Saffron Extract: How is it Obtained?

Saffron extract, whether intended for cosmetic or culinary use, is generally obtained by solvent extraction, also known as solid/liquid extraction. The principle involves soaking the flower in a liquid or semi-gaseous solvent, such as supercritical CO2. Regarding liquid solvents, the most commonly used are a mixture of water and methanol (50% - 50% or 20% - 80%) and a mixture of water and ethanol (20% - 80%). The extraction steps are as follows:

  1. Harvesting of Stigmas : Saffron comes from the dried stigmas of saffron flowers. The stigmas are the vivid red parts of the flower, which are hand-harvested during the short saffron flowering period, typically in the fall.

  2. Drying of the Stigmas : After harvesting, the saffron stigmas are carefully separated from the rest of the flower. They are then dried in open air or in special dryers, at a controlled temperature, between 95 and 113°F, to preserve the properties of the saffron.

  3. Extraction of Active Compounds : Once the saffron stigmas are dried, the extraction of active compounds begins. For this, the dried stigmas are ground and placed in a flask with a liquid or semi-gaseous solvent. They are then left to macerate for a few days so that the active ingredients can dissolve in the solvent.

  4. Purification and Concentration : The obtained extract undergoes various purification processes to remove impurities and yield a product more concentrated in active compounds. Steps such as filtration and decantation are particularly involved. The solvent is then evaporated via a rotary evaporator under reduced pressure. The temperature depends on the solvent used, for instance, it is 40°C in the case of ethanol.

Where can you find saffron extract at Typology?
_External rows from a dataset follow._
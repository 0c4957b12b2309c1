use crate::error::*;
use reqwest::StatusCode;

/// Reject non-2xx responses with a typed error.
pub(crate) fn validate_status(url: &str, status: StatusCode) -> Result<()> {
    if status.is_success() {
        Ok(())
    } else {
        Err(ScrapeError::status(url, status))
    }
}

/// Short human label for a failed status, used in diagnostics.
pub(crate) fn describe_status(status: u16) -> &'static str {
    match status {
        400 => "bad request",
        401 => "unauthorized",
        403 => "forbidden",
        404 => "not found",
        429 => "rate limited",
        500..=599 => "server error",
        _ => "unexpected status",
    }
}
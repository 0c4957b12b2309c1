mod utils;

use utils::*;

use crate::selectors::{BODY_SELECTOR, HIDDEN_TAGS};
use crate::tools::clean::truncate_chars;
use crate::tools::types::{Jsonld, Metadata};
use scraper::{ElementRef, Html};

/// Upper bound on any extracted description.
pub const MAX_TEXT_CHARS: usize = 15_000;

/// Scrape JSON-LD from a parsed page, flattening arrays and `@graph` wrappers.
pub fn scrape_jsonld(doc: &Html) -> Jsonld {
    scrape_jsonld_scripts(doc)
}

/// Scrape `<title>` and `<meta name|property>` pairs from a parsed page.
pub fn scrape_metadata(doc: &Html) -> Metadata {
    scrape_metadata_tags(doc)
}

/// Number of visible characters on the page: text nodes outside
/// script/style/noscript/template, each trimmed, concatenated.
pub fn scrape_visible_len(doc: &Html) -> usize {
    collect_text_lines(doc.root_element(), &HIDDEN_TAGS)
        .iter()
        .map(|line| line.chars().count())
        .sum()
}

/// Text lines under `root`, skipping anything nested in one of `skip`.
pub fn scrape_text(root: ElementRef<'_>, skip: &[&str]) -> Vec<String> {
    collect_text_lines(root, skip)
}

/// Body text with the given tags removed, newline-joined and capped.
pub fn scrape_body_text(doc: &Html, skip: &[&str]) -> String {
    let root = doc
        .select(&BODY_SELECTOR)
        .next()
        .unwrap_or_else(|| doc.root_element());
    truncate_chars(&collect_text_lines(root, skip).join("\n"), MAX_TEXT_CHARS)
}

/// Strip tags from an HTML fragment: one line per text node, capped at
/// [`MAX_TEXT_CHARS`].
///
/// # Examples
/// ```
/// use jobscrape::tools::scrape::html_to_text;
///
/// let text = html_to_text("<h3>About</h3><p>Build   things</p><script>x()</script>");
/// assert_eq!(text, "About\nBuild things");
/// ```
pub fn html_to_text(html: &str) -> String {
    if html.trim().is_empty() {
        return String::new();
    }
    let doc = Html::parse_fragment(html);
    truncate_chars(
        &collect_text_lines(doc.root_element(), &HIDDEN_TAGS).join("\n"),
        MAX_TEXT_CHARS,
    )
}
use super::*;
use serde_json::json;

fn posting(value: serde_json::Value) -> ExtractJobPostingResult {
    extract_job_postings(&vec![value])
        .into_iter()
        .next()
        .expect("one JobPosting")
}

#[test]
fn test_finds_job_posting_case_insensitively() {
    let jsonld = vec![
        json!({"@type": "Organization", "name": "Acme"}),
        json!({"@type": "jobposting", "title": "First"}),
        json!({"@type": ["Thing", "JobPosting"], "title": "Second"}),
    ];
    let titles: Vec<_> = extract_job_postings(&jsonld)
        .into_iter()
        .map(|p| p.title)
        .collect();
    assert_eq!(titles, vec![Some("First".into()), Some("Second".into())]);
}

#[test]
fn test_title_falls_back_to_name() {
    let p = posting(json!({"@type": "JobPosting", "name": " Designer "}));
    assert_eq!(p.title, Some("Designer".into()));
}

#[test]
fn test_hiring_organization_object_or_string() {
    let p = posting(json!({"@type": "JobPosting", "hiringOrganization": {"name": "Widgets Co"}}));
    assert_eq!(p.organization, Some("Widgets Co".into()));

    let p = posting(json!({"@type": "JobPosting", "hiringOrganization": "Bare Org"}));
    assert_eq!(p.organization, Some("Bare Org".into()));
}

#[test]
fn test_location_from_postal_address_list() {
    let p = posting(json!({
        "@type": "JobPosting",
        "jobLocation": [{
            "@type": "Place",
            "address": {
                "addressLocality": "Portland",
                "addressRegion": "",
                "addressCountry": {"@type": "Country", "name": "US"}
            }
        }]
    }));
    assert_eq!(p.location, Some("Portland, US".into()));
}

#[test]
fn test_location_falls_back_to_place_name() {
    let p = posting(json!({"@type": "JobPosting", "jobLocation": {"name": "HQ"}}));
    assert_eq!(p.location, Some("HQ".into()));

    let p = posting(json!({"@type": "JobPosting", "jobLocationType": "TELECOMMUTE"}));
    assert_eq!(p.location, None);

    let p = posting(json!({"@type": "JobPosting"}));
    assert_eq!(p.location, None);
}

#[test]
fn test_employment_type_lowercased() {
    let p = posting(json!({"@type": "JobPosting", "employmentType": "PART_TIME"}));
    assert_eq!(p.employment_type, Some("part_time".into()));

    let p = posting(json!({"@type": "JobPosting", "employmentType": ["FULL_TIME", "CONTRACTOR"]}));
    assert_eq!(p.employment_type, Some("full_time, contractor".into()));
}

#[test]
fn test_salary_formats() {
    let both = posting(json!({
        "@type": "JobPosting",
        "baseSalary": {"currency": "USD", "value": {"minValue": 120000, "maxValue": 150000}}
    }));
    assert_eq!(both.salary, Some("USD 120000–150000".into()));

    let one = posting(json!({
        "@type": "JobPosting",
        "baseSalary": {"currency": "EUR", "value": {"maxValue": "70000"}}
    }));
    assert_eq!(one.salary, Some("EUR 70000".into()));

    let no_currency = posting(json!({
        "@type": "JobPosting",
        "baseSalary": {"value": {"minValue": 50}}
    }));
    assert_eq!(no_currency.salary, Some("50".into()));
}

#[test]
fn test_salary_loose_shapes_yield_nothing() {
    let scalar = posting(json!({
        "@type": "JobPosting",
        "baseSalary": {"currency": "USD", "value": 90000}
    }));
    assert_eq!(scalar.salary, None);

    let zero = posting(json!({
        "@type": "JobPosting",
        "baseSalary": {"currency": "USD", "value": {"minValue": 0, "maxValue": 0}}
    }));
    assert_eq!(zero.salary, None);
}

#[test]
fn test_description_entity_decoded_and_stripped() {
    let p = posting(json!({
        "@type": "JobPosting",
        "description": "&lt;p&gt;We build &amp;amp; ship&lt;/p&gt;&lt;ul&gt;&lt;li&gt;Rust&lt;/li&gt;&lt;/ul&gt;"
    }));
    assert_eq!(p.description, "We build & ship\nRust");
}

#[test]
fn test_description_keeps_escaped_tags_inside_markup() {
    let p = posting(json!({
        "@type": "JobPosting",
        "description": "<p>Escape &lt;script&gt; payloads in templates.</p><p>Ship fast and own on-call.</p>"
    }));
    assert_eq!(
        p.description,
        "Escape <script> payloads in templates.\nShip fast and own on-call."
    );

    let p = posting(json!({
        "@type": "JobPosting",
        "description": "Harden &lt;script&gt; handling <b>across</b> our apps"
    }));
    assert_eq!(p.description, "Harden <script> handling\nacross\nour apps");
}

#[test]
fn test_page_meta_values_are_not_decoded_twice() {
    let metadata = vec![("og:site_name".to_string(), "R&amp;D Labs".to_string())];
    let meta = extract_page_meta(&metadata);
    assert_eq!(meta.site_name, Some("R&amp;D Labs".into()));
}

#[test]
fn test_page_meta_prefers_open_graph() {
    let metadata = vec![
        ("title".to_string(), "Careers | Acme".to_string()),
        ("og:title".to_string(), "Staff Engineer".to_string()),
        ("og:site_name".to_string(), "Acme".to_string()),
    ];
    let meta = extract_page_meta(&metadata);
    assert_eq!(meta.title, Some("Staff Engineer".into()));
    assert_eq!(meta.site_name, Some("Acme".into()));

    let meta = extract_page_meta(&vec![("title".to_string(), "Only Title".to_string())]);
    assert_eq!(meta.title, Some("Only Title".into()));
    assert_eq!(meta.site_name, None);
}

#[test]
fn test_org_from_host() {
    let url = url::Url::parse("https://careers.acme.io/jobs/1").unwrap();
    assert_eq!(org_from_host(&url), "Careers");
    let url = url::Url::parse("https://www.widgets-co.com/").unwrap();
    assert_eq!(org_from_host(&url), "Widgets Co");
    assert_eq!(org_from_slug("acme-labs"), "Acme Labs");
}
Typology has incorporated saffron extract (INCI: Crocus Sativus Flower Extract), obtained through water/ethanol solvent extraction, into its antioxidant serum. Enriched with ferulic acid and Ashitaba extract (INCI: Angelica Keiskei Extract), antioxidant active ingredients, this skincare product protects the skin from daily aggressors (pollution, tobacco, UV, etc.). It also helps to slow down skin aging for a brighter and firmer skin. We recommend using this serum for at least four weeks to observe its effects.

Please note : this antioxidant treatment does not contain SPF and does not replace the use of a sunscreen that is suitable.


  • NAVEED A. & al. Moisturizing effect of stable cream containing Crocus sativus extracts. Pakistan Journal of Pharmaceutical Sciences (2014).

  • SHOJAOSADATI S. & al. Evaluation of antioxidant activities of bioactive compounds and various extracts obtained from saffron (Crocus sativus L.): a review. Journal of Food Science and Technology (2015).